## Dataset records
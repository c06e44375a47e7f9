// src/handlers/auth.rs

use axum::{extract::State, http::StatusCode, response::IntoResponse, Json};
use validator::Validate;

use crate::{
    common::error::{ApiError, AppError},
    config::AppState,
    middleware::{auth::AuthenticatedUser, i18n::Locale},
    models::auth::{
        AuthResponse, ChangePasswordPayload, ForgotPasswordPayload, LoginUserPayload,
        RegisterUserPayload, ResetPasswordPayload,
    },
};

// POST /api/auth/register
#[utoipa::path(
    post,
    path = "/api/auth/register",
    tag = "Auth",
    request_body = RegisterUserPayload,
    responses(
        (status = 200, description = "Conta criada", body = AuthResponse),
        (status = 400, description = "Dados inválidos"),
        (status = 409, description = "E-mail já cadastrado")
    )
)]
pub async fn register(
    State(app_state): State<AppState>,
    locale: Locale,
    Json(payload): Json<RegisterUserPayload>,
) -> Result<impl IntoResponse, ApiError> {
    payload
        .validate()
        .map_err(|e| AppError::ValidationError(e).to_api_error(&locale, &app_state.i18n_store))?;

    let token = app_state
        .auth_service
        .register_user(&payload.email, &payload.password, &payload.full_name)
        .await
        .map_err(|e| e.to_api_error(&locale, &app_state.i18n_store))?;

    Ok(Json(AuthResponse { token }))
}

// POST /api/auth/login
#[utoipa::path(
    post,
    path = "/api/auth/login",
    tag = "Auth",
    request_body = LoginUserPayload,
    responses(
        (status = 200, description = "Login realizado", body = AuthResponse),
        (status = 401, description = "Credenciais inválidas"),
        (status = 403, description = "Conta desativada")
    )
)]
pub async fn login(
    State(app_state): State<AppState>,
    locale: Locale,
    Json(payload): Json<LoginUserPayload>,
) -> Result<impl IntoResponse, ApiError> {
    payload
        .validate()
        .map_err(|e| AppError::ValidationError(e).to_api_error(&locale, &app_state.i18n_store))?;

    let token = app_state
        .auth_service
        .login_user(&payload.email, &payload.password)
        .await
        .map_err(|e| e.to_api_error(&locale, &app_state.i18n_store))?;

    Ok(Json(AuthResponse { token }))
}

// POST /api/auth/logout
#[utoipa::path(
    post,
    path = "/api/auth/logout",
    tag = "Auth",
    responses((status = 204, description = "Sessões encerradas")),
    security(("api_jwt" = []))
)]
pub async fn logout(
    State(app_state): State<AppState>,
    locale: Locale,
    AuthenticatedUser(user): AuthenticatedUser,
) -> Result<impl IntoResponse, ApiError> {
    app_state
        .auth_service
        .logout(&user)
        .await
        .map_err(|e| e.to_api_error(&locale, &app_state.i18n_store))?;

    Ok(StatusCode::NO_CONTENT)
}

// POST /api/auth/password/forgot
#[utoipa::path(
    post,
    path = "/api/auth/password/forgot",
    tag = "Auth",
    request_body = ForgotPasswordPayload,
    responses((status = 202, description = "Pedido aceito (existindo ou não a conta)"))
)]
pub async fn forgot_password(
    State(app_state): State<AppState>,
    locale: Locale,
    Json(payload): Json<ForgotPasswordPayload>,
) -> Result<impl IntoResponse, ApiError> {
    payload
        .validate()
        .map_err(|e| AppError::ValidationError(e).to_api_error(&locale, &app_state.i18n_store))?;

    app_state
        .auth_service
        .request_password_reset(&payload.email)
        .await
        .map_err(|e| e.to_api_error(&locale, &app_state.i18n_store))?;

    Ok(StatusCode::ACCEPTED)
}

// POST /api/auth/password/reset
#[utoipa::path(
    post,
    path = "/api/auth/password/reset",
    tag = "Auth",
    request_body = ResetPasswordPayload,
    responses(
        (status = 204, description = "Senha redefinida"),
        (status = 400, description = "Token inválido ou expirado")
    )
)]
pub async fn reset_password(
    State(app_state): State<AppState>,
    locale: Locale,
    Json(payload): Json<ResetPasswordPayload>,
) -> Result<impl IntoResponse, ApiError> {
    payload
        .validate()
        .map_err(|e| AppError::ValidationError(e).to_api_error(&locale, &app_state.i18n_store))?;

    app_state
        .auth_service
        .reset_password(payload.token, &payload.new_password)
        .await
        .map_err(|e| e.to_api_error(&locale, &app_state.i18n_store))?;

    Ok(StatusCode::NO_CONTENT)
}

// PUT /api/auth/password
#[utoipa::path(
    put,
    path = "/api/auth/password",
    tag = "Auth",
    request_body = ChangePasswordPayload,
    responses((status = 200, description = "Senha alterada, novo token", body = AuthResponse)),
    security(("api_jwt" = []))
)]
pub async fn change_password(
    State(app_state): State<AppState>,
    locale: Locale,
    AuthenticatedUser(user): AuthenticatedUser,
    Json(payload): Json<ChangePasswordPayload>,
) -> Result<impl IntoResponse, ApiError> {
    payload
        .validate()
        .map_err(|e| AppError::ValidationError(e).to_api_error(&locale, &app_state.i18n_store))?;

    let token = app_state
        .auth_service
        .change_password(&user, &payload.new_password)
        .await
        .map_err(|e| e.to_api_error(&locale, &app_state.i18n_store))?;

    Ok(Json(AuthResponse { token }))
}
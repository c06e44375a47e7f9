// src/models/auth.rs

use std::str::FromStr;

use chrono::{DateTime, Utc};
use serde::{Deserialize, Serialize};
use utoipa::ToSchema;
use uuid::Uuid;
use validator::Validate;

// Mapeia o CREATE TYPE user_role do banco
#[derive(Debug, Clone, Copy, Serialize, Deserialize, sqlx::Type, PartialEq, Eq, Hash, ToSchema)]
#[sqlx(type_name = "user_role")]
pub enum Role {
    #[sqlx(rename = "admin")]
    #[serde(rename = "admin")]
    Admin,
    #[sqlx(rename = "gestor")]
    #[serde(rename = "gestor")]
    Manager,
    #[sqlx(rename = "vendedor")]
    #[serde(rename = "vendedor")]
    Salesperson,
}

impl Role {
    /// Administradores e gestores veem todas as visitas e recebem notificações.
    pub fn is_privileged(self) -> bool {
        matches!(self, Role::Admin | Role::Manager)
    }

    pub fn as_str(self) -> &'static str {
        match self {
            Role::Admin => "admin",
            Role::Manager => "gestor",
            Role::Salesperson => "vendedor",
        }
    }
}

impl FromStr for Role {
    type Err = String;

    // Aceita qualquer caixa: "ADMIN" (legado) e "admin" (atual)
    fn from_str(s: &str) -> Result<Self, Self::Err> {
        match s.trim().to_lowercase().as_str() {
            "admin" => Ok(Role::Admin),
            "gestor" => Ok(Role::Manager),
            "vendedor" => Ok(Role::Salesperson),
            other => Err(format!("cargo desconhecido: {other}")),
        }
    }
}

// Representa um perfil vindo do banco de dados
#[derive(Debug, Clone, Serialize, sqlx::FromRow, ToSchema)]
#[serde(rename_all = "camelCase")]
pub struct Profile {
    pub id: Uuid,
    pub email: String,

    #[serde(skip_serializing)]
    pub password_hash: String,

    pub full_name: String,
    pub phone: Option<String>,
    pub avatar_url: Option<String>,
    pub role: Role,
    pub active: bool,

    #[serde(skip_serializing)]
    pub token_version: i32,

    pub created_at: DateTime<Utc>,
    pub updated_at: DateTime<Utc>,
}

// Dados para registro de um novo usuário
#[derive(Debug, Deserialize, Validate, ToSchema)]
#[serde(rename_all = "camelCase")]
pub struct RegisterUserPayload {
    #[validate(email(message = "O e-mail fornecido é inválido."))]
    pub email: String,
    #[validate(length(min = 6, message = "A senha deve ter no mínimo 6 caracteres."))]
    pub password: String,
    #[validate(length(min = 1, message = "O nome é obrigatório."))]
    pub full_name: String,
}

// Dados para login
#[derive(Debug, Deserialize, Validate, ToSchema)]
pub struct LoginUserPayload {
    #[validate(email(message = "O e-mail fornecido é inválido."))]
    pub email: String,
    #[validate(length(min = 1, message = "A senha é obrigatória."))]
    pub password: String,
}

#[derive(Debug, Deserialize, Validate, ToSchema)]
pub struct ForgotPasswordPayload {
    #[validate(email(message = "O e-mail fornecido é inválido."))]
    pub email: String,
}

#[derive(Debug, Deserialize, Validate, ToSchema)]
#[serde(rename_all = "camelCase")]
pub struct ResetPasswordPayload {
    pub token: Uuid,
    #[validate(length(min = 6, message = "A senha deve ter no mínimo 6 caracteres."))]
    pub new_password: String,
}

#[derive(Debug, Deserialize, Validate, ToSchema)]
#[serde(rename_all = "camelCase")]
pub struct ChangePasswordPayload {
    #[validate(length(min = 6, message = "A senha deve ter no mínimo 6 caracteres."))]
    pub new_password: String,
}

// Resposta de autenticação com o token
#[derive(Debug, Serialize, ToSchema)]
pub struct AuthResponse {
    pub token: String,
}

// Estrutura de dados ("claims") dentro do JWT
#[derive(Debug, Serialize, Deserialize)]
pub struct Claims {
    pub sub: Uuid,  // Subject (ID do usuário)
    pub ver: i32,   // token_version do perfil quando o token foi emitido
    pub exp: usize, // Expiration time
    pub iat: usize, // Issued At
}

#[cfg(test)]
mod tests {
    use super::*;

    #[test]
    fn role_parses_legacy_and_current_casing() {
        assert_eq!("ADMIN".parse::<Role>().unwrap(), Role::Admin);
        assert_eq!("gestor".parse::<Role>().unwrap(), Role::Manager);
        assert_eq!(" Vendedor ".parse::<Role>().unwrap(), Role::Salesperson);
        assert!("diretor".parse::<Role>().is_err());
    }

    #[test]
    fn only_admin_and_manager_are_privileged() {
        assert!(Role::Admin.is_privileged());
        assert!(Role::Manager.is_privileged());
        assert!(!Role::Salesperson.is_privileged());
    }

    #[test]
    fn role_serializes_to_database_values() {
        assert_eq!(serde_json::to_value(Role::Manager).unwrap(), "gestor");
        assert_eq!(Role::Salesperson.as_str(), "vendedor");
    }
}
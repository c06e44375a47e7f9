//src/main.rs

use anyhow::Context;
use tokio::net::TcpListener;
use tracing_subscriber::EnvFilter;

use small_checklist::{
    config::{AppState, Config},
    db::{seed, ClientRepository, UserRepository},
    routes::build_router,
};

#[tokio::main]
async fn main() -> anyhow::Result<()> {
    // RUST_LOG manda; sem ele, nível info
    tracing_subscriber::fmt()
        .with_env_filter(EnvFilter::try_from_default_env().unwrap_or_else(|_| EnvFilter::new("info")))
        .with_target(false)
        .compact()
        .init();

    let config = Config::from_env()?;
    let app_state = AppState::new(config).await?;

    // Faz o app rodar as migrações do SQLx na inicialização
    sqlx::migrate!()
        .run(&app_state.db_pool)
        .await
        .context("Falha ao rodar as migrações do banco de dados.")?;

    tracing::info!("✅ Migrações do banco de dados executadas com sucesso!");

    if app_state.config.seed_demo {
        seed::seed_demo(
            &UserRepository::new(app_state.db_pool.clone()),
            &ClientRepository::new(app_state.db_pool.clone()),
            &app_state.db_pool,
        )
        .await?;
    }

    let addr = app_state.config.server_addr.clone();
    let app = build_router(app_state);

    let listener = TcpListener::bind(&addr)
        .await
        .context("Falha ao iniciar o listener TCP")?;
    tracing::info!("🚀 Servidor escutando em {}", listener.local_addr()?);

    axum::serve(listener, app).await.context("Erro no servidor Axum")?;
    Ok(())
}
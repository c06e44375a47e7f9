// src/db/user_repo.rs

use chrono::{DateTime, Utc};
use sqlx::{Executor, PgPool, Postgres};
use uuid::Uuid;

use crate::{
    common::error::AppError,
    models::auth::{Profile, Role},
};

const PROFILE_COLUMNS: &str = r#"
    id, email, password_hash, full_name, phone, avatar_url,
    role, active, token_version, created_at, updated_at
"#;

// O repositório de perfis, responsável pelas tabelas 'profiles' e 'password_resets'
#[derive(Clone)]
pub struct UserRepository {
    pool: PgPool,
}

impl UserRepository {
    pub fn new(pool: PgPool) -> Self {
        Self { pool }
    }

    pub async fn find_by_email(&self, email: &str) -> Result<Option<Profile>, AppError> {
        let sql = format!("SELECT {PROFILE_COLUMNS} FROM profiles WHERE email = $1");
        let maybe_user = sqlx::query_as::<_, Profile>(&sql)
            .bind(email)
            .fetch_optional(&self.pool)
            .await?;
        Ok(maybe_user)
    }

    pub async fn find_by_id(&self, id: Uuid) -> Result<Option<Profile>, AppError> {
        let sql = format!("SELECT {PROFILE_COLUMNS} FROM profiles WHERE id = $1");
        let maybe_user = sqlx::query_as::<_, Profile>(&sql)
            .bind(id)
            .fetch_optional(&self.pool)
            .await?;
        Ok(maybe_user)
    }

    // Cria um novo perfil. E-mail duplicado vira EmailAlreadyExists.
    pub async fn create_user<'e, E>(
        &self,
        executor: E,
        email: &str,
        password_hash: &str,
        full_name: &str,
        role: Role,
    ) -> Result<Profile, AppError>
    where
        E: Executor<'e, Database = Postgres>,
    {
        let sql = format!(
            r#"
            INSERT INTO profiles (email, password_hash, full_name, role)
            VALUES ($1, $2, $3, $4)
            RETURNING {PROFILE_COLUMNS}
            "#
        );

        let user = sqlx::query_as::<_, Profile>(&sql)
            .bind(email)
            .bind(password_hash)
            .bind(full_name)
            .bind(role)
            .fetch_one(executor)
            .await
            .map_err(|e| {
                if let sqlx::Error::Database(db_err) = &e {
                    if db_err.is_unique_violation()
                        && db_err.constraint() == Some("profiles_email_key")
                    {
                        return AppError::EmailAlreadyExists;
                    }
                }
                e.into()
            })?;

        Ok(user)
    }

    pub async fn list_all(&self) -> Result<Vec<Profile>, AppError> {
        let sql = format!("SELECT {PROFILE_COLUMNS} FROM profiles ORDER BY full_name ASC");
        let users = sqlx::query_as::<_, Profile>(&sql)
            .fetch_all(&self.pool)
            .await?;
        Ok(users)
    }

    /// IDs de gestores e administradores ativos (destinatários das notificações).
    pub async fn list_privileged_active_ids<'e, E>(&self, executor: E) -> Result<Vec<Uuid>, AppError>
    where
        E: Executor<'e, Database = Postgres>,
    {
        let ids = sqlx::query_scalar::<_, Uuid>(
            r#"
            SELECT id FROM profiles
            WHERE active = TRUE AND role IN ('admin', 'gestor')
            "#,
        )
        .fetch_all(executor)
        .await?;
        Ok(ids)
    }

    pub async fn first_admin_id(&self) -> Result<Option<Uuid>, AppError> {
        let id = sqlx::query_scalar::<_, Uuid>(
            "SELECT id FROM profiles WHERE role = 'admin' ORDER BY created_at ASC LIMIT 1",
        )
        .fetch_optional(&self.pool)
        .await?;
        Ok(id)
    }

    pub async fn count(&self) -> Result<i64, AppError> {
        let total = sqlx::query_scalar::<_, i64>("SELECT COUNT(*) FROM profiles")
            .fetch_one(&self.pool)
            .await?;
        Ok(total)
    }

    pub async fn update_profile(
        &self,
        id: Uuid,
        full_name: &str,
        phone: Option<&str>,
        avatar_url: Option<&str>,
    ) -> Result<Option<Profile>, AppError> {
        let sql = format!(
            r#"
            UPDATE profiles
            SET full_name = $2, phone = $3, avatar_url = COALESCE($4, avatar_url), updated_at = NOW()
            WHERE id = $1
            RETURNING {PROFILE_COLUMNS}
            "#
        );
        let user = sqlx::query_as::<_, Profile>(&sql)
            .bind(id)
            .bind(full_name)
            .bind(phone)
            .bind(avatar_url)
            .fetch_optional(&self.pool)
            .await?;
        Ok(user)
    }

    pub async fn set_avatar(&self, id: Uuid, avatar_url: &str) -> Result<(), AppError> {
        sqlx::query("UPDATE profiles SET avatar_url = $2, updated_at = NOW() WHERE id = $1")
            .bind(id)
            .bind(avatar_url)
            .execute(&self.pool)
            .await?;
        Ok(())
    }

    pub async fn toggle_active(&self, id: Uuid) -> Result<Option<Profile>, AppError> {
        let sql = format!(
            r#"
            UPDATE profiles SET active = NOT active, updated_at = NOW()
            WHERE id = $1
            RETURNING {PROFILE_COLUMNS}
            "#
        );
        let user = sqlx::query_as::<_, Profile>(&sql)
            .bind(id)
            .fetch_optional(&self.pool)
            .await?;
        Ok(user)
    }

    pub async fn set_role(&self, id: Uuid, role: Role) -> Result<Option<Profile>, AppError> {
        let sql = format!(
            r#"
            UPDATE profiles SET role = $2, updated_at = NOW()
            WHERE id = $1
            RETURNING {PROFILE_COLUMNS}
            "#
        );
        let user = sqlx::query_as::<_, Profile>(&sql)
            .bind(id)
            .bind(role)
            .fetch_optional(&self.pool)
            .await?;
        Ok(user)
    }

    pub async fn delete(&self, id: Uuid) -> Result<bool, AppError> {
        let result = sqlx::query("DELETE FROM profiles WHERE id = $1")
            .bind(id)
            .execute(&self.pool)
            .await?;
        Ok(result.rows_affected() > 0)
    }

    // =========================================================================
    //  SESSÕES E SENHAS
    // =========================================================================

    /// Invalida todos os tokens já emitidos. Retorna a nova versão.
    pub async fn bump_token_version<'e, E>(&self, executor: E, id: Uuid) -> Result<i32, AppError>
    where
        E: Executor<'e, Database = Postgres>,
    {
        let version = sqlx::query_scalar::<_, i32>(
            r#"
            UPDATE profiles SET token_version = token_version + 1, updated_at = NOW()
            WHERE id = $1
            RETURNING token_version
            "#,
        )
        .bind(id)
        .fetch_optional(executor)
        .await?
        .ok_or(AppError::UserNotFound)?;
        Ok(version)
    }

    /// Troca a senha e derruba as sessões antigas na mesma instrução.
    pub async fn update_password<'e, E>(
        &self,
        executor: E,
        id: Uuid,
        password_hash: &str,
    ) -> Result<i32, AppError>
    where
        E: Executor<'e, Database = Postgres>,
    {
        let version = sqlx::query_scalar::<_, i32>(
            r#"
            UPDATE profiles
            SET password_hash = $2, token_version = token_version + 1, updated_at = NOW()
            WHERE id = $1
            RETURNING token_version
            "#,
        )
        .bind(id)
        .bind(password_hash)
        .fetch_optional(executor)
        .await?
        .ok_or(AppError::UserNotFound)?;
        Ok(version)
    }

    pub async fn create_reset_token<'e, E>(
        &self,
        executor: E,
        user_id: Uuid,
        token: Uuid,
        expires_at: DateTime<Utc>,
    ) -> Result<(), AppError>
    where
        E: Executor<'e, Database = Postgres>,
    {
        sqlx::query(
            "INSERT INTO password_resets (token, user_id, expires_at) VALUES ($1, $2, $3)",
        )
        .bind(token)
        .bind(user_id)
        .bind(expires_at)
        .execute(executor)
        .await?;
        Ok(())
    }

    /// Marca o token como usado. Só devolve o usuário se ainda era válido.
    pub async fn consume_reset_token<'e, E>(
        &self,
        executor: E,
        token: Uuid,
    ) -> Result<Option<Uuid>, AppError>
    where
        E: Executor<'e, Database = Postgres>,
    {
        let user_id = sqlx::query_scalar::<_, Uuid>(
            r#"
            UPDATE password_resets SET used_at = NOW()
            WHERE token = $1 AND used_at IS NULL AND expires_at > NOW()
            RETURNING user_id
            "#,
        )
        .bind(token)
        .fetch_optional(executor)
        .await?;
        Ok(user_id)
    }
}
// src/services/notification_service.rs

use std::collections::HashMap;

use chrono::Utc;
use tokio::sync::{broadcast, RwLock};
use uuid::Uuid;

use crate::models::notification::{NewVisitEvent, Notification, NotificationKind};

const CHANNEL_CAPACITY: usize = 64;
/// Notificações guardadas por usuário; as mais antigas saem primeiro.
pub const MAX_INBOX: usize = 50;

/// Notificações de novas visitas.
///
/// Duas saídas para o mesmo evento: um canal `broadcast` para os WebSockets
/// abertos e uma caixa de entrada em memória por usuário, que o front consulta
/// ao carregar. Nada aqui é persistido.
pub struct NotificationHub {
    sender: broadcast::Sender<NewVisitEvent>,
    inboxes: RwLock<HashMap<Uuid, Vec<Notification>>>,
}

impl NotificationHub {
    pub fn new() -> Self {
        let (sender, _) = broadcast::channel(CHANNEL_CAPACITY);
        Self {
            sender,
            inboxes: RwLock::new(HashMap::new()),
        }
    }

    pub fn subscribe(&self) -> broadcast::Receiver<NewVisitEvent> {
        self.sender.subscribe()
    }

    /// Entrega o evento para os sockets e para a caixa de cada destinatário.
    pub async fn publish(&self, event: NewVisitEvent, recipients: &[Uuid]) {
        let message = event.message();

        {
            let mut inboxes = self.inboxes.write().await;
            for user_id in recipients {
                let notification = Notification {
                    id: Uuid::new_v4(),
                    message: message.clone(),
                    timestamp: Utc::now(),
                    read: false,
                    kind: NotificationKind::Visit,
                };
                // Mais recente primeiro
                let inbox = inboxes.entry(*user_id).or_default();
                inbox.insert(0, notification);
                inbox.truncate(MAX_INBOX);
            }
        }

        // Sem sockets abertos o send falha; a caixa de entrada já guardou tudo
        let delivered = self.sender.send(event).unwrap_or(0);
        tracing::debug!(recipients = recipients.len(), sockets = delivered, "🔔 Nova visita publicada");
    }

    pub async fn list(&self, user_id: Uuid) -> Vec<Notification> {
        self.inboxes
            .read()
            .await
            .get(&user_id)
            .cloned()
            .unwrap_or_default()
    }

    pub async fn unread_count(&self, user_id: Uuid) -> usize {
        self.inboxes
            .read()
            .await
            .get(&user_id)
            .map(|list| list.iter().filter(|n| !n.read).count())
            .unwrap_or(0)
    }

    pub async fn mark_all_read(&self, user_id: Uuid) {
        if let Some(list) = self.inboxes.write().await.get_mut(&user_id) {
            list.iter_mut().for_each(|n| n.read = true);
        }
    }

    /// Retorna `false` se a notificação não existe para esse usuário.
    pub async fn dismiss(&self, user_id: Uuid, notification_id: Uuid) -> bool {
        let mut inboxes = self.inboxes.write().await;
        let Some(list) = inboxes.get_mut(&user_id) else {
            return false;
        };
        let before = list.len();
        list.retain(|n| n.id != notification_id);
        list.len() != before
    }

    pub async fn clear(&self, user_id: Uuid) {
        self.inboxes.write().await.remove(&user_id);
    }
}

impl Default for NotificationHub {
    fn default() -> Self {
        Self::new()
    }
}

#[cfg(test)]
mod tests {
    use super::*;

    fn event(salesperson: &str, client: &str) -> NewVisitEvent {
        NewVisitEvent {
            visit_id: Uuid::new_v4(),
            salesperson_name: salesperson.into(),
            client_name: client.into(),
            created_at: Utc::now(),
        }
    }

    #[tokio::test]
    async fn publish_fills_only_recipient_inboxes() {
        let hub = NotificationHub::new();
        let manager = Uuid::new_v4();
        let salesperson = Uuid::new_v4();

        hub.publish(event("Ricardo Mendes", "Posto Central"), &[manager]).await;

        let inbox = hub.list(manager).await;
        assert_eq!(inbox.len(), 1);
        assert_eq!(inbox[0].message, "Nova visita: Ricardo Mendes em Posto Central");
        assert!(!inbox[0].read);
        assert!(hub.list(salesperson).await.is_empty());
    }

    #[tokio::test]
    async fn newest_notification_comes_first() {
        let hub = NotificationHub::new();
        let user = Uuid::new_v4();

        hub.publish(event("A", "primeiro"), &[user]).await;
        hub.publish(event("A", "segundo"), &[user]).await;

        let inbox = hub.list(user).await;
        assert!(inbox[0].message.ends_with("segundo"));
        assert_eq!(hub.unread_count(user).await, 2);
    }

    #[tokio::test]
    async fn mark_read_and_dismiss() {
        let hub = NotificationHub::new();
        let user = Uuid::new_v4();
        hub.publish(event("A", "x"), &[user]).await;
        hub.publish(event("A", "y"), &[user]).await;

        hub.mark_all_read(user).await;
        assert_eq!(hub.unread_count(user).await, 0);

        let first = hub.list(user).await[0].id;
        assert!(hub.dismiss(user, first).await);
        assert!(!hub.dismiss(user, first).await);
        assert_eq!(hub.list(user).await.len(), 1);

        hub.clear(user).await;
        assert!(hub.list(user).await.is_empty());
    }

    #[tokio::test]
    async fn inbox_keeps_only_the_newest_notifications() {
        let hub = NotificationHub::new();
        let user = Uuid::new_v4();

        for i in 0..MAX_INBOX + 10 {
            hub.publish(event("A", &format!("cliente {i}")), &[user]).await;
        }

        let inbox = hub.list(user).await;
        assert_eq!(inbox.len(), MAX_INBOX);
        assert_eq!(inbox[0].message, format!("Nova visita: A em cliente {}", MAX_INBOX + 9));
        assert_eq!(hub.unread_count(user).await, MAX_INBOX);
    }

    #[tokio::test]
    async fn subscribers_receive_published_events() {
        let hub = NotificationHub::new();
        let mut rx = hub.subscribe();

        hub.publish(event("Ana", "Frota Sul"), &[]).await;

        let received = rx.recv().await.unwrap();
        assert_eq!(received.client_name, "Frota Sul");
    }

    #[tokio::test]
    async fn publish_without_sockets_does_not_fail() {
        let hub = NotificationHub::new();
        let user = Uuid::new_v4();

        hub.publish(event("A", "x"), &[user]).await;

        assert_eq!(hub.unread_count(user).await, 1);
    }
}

## Assignment
Show every line in the entries above that contains the string "usize".

## Your solution
    pub exp: usize, // Expiration time
    pub iat: usize, // Issued At
const CHANNEL_CAPACITY: usize = 64;
pub const MAX_INBOX: usize = 50;
    pub async fn unread_count(&self, user_id: Uuid) -> usize {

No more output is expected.